Debt buyer Collection House has sold off more of its business to rival Credit Corp, as its primary objective shifts to paying down debt in a sluggish purchased debt ledger market.
Credit Corp has also acquired Collection House’s senior secured debt from its banking syndicate and advanced a working capital facility.
Collection House released details of a recapitalisation transaction yesterday, its second in three years.
Collection House will sell its New Zealand purchased debt ledger to Credit Corp for around A$12 million. The sale is expected to be completed by the end of March.
Credit Corp will provide Collection house with a short-term working capital facility of $7.5 million, repayable when the NZ PDL sale is completed.
Credit Corp will acquire $52 million of senior debt from Collection House’s lenders. Credit Corp has agreed to a standstill on repayments.
When the working capital facility is repaid Credit Corp will release Collection House from all remaining obligations.
Collection House said that when the transaction is completed it will have around $9 million of cash reserves and a $6 million debt secured on a limited recourse basis against an investment in Volt Bank.
Collection House said it is looking to sell the Volt investment.
Credit Corp said in a statement that its investment in Collection House met its required investment return hurdle.
Credit Corp bought Collection House’s Australian purchased debt ledger in December 2020. Going forward, Collection House will have a debt collection business but not a debt buying operation.
Earlier this month, Collection House reported an adjusted operating cash outflow of $4.4 million for the December quarter (the company made a cashflow gain of $7.9 million but the figure included a $12.3 million tax refund).
It said: “Client-initiated COVID-19 forbearance arrangements are continuing to restrict the company’s ability to deliver services, including contacting customers. This continues to impact the scale of commission revenues generated under contingent collection arrangements as well as the commencement of new business activities that have been successfully tendered by CLH but then delayed.

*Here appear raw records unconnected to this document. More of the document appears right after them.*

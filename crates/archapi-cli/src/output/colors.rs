//! Terminal colors for CLI output.
//!
//! Respects the NO_COLOR environment variable and only colors when both
//! stdout and stderr are terminals.

use std::env;
use std::io::{self, IsTerminal};

/// What a piece of output text represents
#[derive(Debug, Clone, Copy, PartialEq, Eq)]
pub enum Style {
    /// Package name
    Name,
    Version,
    /// Package markers such as `[orphaned]`
    Flag,
    /// Secondary text: repo prefix, inactive mirrors, error labels
    Muted,
    Warning,
    Error,
}

impl Style {
    fn code(self) -> &'static str {
        match self {
            Style::Name => "1",
            Style::Version => "32",
            Style::Flag | Style::Error => "31",
            Style::Muted => "2",
            Style::Warning => "33",
        }
    }
}

/// Color support detection and formatting
#[derive(Debug, Clone, Copy)]
pub struct ColorSupport {
    enabled: bool,
}

impl ColorSupport {
    /// Detect color support automatically
    pub fn detect() -> Self {
        let enabled = env::var_os("NO_COLOR").is_none()
            && io::stderr().is_terminal()
            && io::stdout().is_terminal();
        Self { enabled }
    }

    /// Force disable colors
    pub fn disabled() -> Self {
        Self { enabled: false }
    }

    /// Wrap `text` in the escape sequence for `style` when colors are on
    pub fn paint(&self, style: Style, text: &str) -> String {
        if self.enabled {
            format!("\x1b[{}m{}\x1b[0m", style.code(), text)
        } else {
            text.to_string()
        }
    }
}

“Contact restrictions implemented by clients in respect of lockdowns in New South Wales, Victoria and New Zealand continued to impact for longer than expected during the quarter.
“While the company is encouraged by the continuing relaxation of COVID-19 related restrictions across Australia and some positive reaction from our clients, with the more recent impact of the Omicron variant we realistically expect disrupted trading conditions to persist at least until the fourth quarter.”